= Defeasible estate =

Estate created when land is transferred conditionally

A defeasible estate is created when a grantor transfers land conditionally. Upon the happening of the event or condition stated by the grantor, the transfer may be void or at least subject to annulment. (An estate not subject to such conditions is called an indefeasible estate.) Historically, the common law has frowned on the use of defeasible estates as it interferes with the owners' enjoyment of their property and as such has made it difficult to create a valid future interest. Unless a defeasible estate is clearly intended, modern courts will construe the language against this type of estate. Three types of defeasible estates are the fee simple determinable, the fee simple subject to an executory limitation or interest, and the fee simple subject to a condition subsequent. A life estate may also be defeasible.

Because a defeasible estate always grants less than a full fee simple, a defeasible estate will always create one or more future interests.

== Fee simple determinable ==
A fee simple determinable is an estate that will end automatically when the stated event or condition occurs. The interest will revert to the grantor or the heirs of the grantor. Normally, a possibility of reverter follows a fee simple determinable. However, a possibility of reverter does not follow a fee simple determinable subject to an executory interest, because a possibility of reverter is in the grantor while an executory interest is in a third party. Durational language such as "to A as long as the property is used for a park" creates a fee simple determinable and a possibility of reverter.
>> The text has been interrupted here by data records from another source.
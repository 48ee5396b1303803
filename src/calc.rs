use crate::records::StudentRecord;
use serde::Serialize;
use std::fmt;

/// Coursework (3 x 20) plus exam (100).
pub const OVERALL_OUT_OF: f64 = 160.0;

/// Half-away-from-zero rounding to 2 decimals. Used for derived averages.
pub fn round_off_2_decimals(x: f64) -> f64 {
    (x * 100.0).round() / 100.0
}

/// Exact percentage of an overall total. `total * 100 / 160` is always a
/// multiple of 1/8, so this is representable without error.
pub fn percentage_of(overall_total: i64) -> f64 {
    overall_total as f64 * 100.0 / OVERALL_OUT_OF
}

/// Percentage rounded to 2 decimals, ties to even on the exact value.
pub fn rounded_percentage(overall_total: i64) -> f64 {
    // hundredths = total * 10_000 / 160 = total * 125 / 2
    let doubled = overall_total * 125;
    let q = doubled.div_euclid(2);
    let hundredths = if doubled.rem_euclid(2) == 1 && q.rem_euclid(2) == 1 {
        q + 1
    } else {
        q
    };
    hundredths as f64 / 100.0
}

#[derive(Debug, Clone, Copy, PartialEq, Eq, PartialOrd, Ord, Serialize)]
pub enum Grade {
    A,
    B,
    C,
    D,
    F,
}

impl Grade {
    /// Bands are inclusive on their lower bound and checked top-down.
    pub fn from_percentage(pct: f64) -> Self {
        if pct >= 70.0 {
            Grade::A
        } else if pct >= 60.0 {
            Grade::B
        } else if pct >= 50.0 {
            Grade::C
        } else if pct >= 40.0 {
            Grade::D
        } else {
            Grade::F
        }
    }

    pub fn as_str(self) -> &'static str {
        match self {
            Grade::A => "A",
            Grade::B => "B",
            Grade::C => "C",
            Grade::D => "D",
            Grade::F => "F",
        }
    }
}

impl fmt::Display for Grade {
    fn fmt(&self, f: &mut fmt::Formatter<'_>) -> fmt::Result {
        f.write_str(self.as_str())
    }
}

#[derive(Debug, Clone, Copy, PartialEq, Serialize)]
#[serde(rename_all = "camelCase")]
pub struct RecordStats {
    pub coursework_total: i64,
    pub exam: i32,
    pub overall_total: i64,
    /// Rounded to 2 decimals.
    pub percentage: f64,
    pub grade: Grade,
}

/// The grade is taken from the unrounded percentage; only the reported
/// percentage is rounded. Stored marks are not range-checked, so totals are
/// widened before summing.
pub fn derive(record: &StudentRecord) -> RecordStats {
    let coursework_total: i64 = record.coursework.iter().map(|&m| i64::from(m)).sum();
    let overall_total = coursework_total + i64::from(record.exam);
    RecordStats {
        coursework_total,
        exam: record.exam,
        overall_total,
        percentage: rounded_percentage(overall_total),
        grade: Grade::from_percentage(percentage_of(overall_total)),
    }
}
Other durational words interpreted to grant a fee simple determinable include "until," "during," and "while."

Some jurisdictions in the United States have abolished this interest. For example, Kentucky abolished the fee simple determinable and possibility of reverter by statute in 1960. An attempt to create such an interest is construed as a fee simple subject to condition subsequent (see below), and a person who would have possibility of reverter at common law will instead have a right of entry.
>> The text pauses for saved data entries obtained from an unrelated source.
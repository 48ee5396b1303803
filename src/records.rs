use serde::Serialize;
use std::collections::HashSet;
use std::io::Write;
use std::path::{Path, PathBuf};
use thiserror::Error;

pub const COURSEWORK_COUNT: usize = 3;

/// `id,name,m1,m2,m3,exam`
const FIELDS_PER_ROW: usize = 2 + COURSEWORK_COUNT + 1;

/// Default dataset written when no store file exists yet. Kept byte-for-byte
/// compatible with files written by earlier releases (no trailing newline).
pub const SEED_DATA: &str = "10\n\
1345,John Curry,8,15,7,45\n\
2345,Sam Sturtivant,14,15,14,77\n\
9876,Lee Scott,17,11,16,99\n\
3724,Matt Thompson,19,11,15,81\n\
1212,Ron Herrema,14,17,18,66\n\
8439,Jake Hobbs,10,11,10,43\n\
2344,Jo Hyde,6,15,10,55\n\
9384,Gareth Southgate,5,6,8,33\n\
8327,Alan Shearer,20,20,20,100\n\
2983,Les Ferdinand,15,17,18,92";

#[derive(Debug, Clone, PartialEq, Eq, Serialize)]
#[serde(rename_all = "camelCase")]
pub struct StudentRecord {
    pub id: String,
    pub name: String,
    pub coursework: [i32; COURSEWORK_COUNT],
    pub exam: i32,
}

#[derive(Debug, Error)]
pub enum StoreError {
    #[error("failed to {action} {}: {source}", .path.display())]
    Io {
        action: &'static str,
        path: PathBuf,
        #[source]
        source: std::io::Error,
    },
    #[error("line {line}: {field} is not an integer: {value:?}")]
    BadNumber {
        line: usize,
        field: &'static str,
        value: String,
    },
}

impl StoreError {
    fn io(action: &'static str, path: &Path, source: std::io::Error) -> Self {
        StoreError::Io {
            action,
            path: path.to_path_buf(),
            source,
        }
    }
}

/// Outcome of parsing one data row.
#[derive(Debug, Clone, PartialEq, Eq)]
pub enum RowParse {
    Record(StudentRecord),
    /// Wrong number of fields; ignored by the loader.
    Skipped,
    BadNumber { field: &'static str, value: String },
}

pub fn parse_row(line: &str) -> RowParse {
    let parts: Vec<&str> = line.trim().split(',').collect();
    if parts.len() != FIELDS_PER_ROW {
        return RowParse::Skipped;
    }

    let mut numbers = [0_i32; COURSEWORK_COUNT + 1];
    let labels = ["m1", "m2", "m3", "exam"];
    for (slot, (raw, field)) in numbers.iter_mut().zip(parts[2..].iter().zip(labels)) {
        match raw.trim().parse::<i32>() {
            Ok(n) => *slot = n,
            Err(_) => {
                return RowParse::BadNumber {
                    field,
                    value: raw.to_string(),
                }
            }
        }
    }

    RowParse::Record(StudentRecord {
        id: parts[0].to_string(),
        name: parts[1].to_string(),
        coursework: [numbers[0], numbers[1], numbers[2]],
        exam: numbers[3],
    })
}

#[derive(Debug, Clone, PartialEq, Eq)]
pub struct ParsedFile {
    /// Header count. Advisory only; `records.len()` is authoritative.
    pub declared_count: Option<usize>,
    pub records: Vec<StudentRecord>,
    pub skipped_rows: usize,
}

pub fn parse_records(text: &str) -> Result<ParsedFile, StoreError> {
    let mut lines = text.lines();
    let declared_count = lines
        .next()
        .and_then(|header| header.trim().parse::<usize>().ok());

    let mut records = Vec::new();
    let mut skipped_rows = 0;
    for (idx, line) in lines.enumerate() {
        match parse_row(line) {
            RowParse::Record(r) => records.push(r),
            RowParse::Skipped => {
                if !line.trim().is_empty() {
                    tracing::debug!(line = idx + 2, "skipping malformed row");
                }
                skipped_rows += 1;
            }
            RowParse::BadNumber { field, value } => {
                return Err(StoreError::BadNumber {
                    line: idx + 2,
                    field,
                    value,
                })
            }
        }
    }

    Ok(ParsedFile {
        declared_count,
        records,
        skipped_rows,
    })
}

pub fn render_records(records: &[StudentRecord]) -> String {
    let mut out = format!("{}\n", records.len());
    for r in records {
        out.push_str(&format!(
            "{},{},{},{},{},{}\n",
            r.id, r.name, r.coursework[0], r.coursework[1], r.coursework[2], r.exam
        ));
    }
    out
}

#[derive(Debug, Clone)]
pub struct LoadReport {
    pub records: Vec<StudentRecord>,
    pub declared_count: Option<usize>,
    pub skipped_rows: usize,
    pub seeded: bool,
}

pub fn load(path: &Path) -> Result<LoadReport, StoreError> {
    let seeded = !path.exists();
    if seeded {
        tracing::info!(path = %path.display(), "no store file found, writing seed dataset");
        std::fs::write(path, SEED_DATA).map_err(|e| StoreError::io("seed", path, e))?;
    }

    let bytes = std::fs::read(path).map_err(|e| StoreError::io("read", path, e))?;
    let parsed = parse_records(&String::from_utf8_lossy(&bytes))?;

    if let Some(declared) = parsed.declared_count {
        if declared != parsed.records.len() {
            tracing::warn!(
                declared,
                parsed = parsed.records.len(),
                "store header count does not match parsed rows"
            );
        }
    }
    warn_duplicate_ids(&parsed.records);

    Ok(LoadReport {
        records: parsed.records,
        declared_count: parsed.declared_count,
        skipped_rows: parsed.skipped_rows,
        seeded,
    })
}

/// Rewrites the whole file. Data goes to a sibling temp file first and is
/// renamed over the target.
pub fn save(path: &Path, records: &[StudentRecord]) -> Result<(), StoreError> {
    let mut tmp_name = path.as_os_str().to_os_string();
    tmp_name.push(".saving");
    let tmp = PathBuf::from(tmp_name);

    let mut f = std::fs::File::create(&tmp).map_err(|e| StoreError::io("create", &tmp, e))?;
    f.write_all(render_records(records).as_bytes())
        .and_then(|_| f.sync_all())
        .map_err(|e| StoreError::io("write", &tmp, e))?;
    drop(f);

    std::fs::rename(&tmp, path).map_err(|e| {
        let _ = std::fs::remove_file(&tmp);
        StoreError::io("replace", path, e)
    })
}

fn warn_duplicate_ids(records: &[StudentRecord]) {
    let mut seen = HashSet::new();
    for r in records {
        if !seen.insert(r.id.as_str()) {
            tracing::warn!(id = %r.id, "duplicate student id in store file");
        }
    }
}

pub struct RecordStore {
    path: PathBuf,
    records: Vec<StudentRecord>,
    dirty: bool,
}

impl RecordStore {
    /// Loads `path`, falling back to an empty collection when the file cannot
    /// be parsed. The load error is handed back so the caller can surface it.
    pub fn open(path: impl Into<PathBuf>) -> (Self, Option<StoreError>) {
        let path = path.into();
        match load(&path) {
            Ok(report) => {
                tracing::info!(
                    path = %path.display(),
                    records = report.records.len(),
                    skipped = report.skipped_rows,
                    seeded = report.seeded,
                    "store loaded"
                );
                (
                    RecordStore {
                        path,
                        records: report.records,
                        dirty: false,
                    },
                    None,
                )
            }
            Err(e) => {
                tracing::error!(
                    path = %path.display(),
                    error = %e,
                    "store load failed, starting empty"
                );
                (
                    RecordStore {
                        path,
                        records: Vec::new(),
                        dirty: false,
                    },
                    Some(e),
                )
            }
        }
    }

    pub fn path(&self) -> &Path {
        &self.path
    }

    pub fn records(&self) -> &[StudentRecord] {
        &self.records
    }

    /// True when memory holds changes the last save failed to write.
    pub fn is_dirty(&self) -> bool {
        self.dirty
    }

    pub fn contains_id(&self, id: &str) -> bool {
        self.records.iter().any(|r| r.id == id)
    }

    pub fn add(&mut self, record: StudentRecord) {
        self.records.push(record);
    }

    pub fn remove_by_name(&mut self, name: &str) -> usize {
        let wanted = name.to_lowercase();
        let before = self.records.len();
        self.records.retain(|r| r.name.to_lowercase() != wanted);
        before - self.records.len()
    }

    pub fn replace_all(&mut self, records: Vec<StudentRecord>) {
        self.records = records;
    }

    /// Persists the collection. On failure memory is kept as-is and the store
    /// is flagged dirty.
    pub fn save(&mut self) -> Result<(), StoreError> {
        match save(&self.path, &self.records) {
            Ok(()) => {
                self.dirty = false;
                tracing::debug!(
                    path = %self.path.display(),
                    records = self.records.len(),
                    "store saved"
                );
                Ok(())
            }
            Err(e) => {
                self.dirty = true;
                tracing::error!(error = %e, "store save failed; in-memory state is ahead of disk");
                Err(e)
            }
        }
    }
}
A fee simple determinable does not violate the rule against perpetuities, since a possibility of reverter is not subject to the rule.

== Fee simple subject to an executory limitation ==
A fee simple subject to an executory limitation is an estate that ends when a specific condition is met and then transfers to a third party. The interest will not revert to the grantor. If the condition is met, the grantee loses the interest and the third party gains it automatically.

Example:

O grants Blackacre to A and A's heir; but if A ever accepts a candy bar from C, then to B and B's heirs.

Here, O is the original owner. He grants A a fee simple subject to the subsequent condition that he doesn't accept a candy bar from C. However, unlike a fee simple subject to a condition subsequent, Blackacre goes to a third party (B) instead of the grantor (O) if the condition is met. Also, unlike a fee simple subject to a condition subsequent, B then automatically gains the interest in Blackacre and does not only have a mere right to sue for re-entry.

Conveyance of Blackacre by the original grantee carries the original limitation with it, but the interest of the subsequent grantee could become fee simple absolute upon the original grantee's subsequent death. For example, A sells Blackacre to D. If A afterwards accepted an offer for a candy bar from C, Blackacre automatically goes to B. However, if A died without ever accepting a candy bar from C, the condition could not possibly be met. D would then have a fee simple absolute.

== Fee simple subject to condition subsequent ==
A fee simple subject to a condition subsequent is created when the words of a grant support the conclusion that the grantor intends to convey a fee simple absolute but has attached a condition to the grant so that if a specified future event happens the grantor will get its fee simple absolute back, provided that the grantor exercises his right of entry (or power of termination). Thus, a fee simple subject to condition subsequent does not end automatically upon the happening of the condition. The future interest is called a "right of reentry" or "right of entry", and the property only reverts to the original grantor if he exercises this right.

The right of entry is not automatic, but rather must be exercised to terminate the fee simple subject to condition subsequent. To exercise right of entry, the holder must take substantial steps to recover possession and title, for example, by filing a lawsuit. Physical entry is not required, but the holder must do more than just proclaim an intent to take back.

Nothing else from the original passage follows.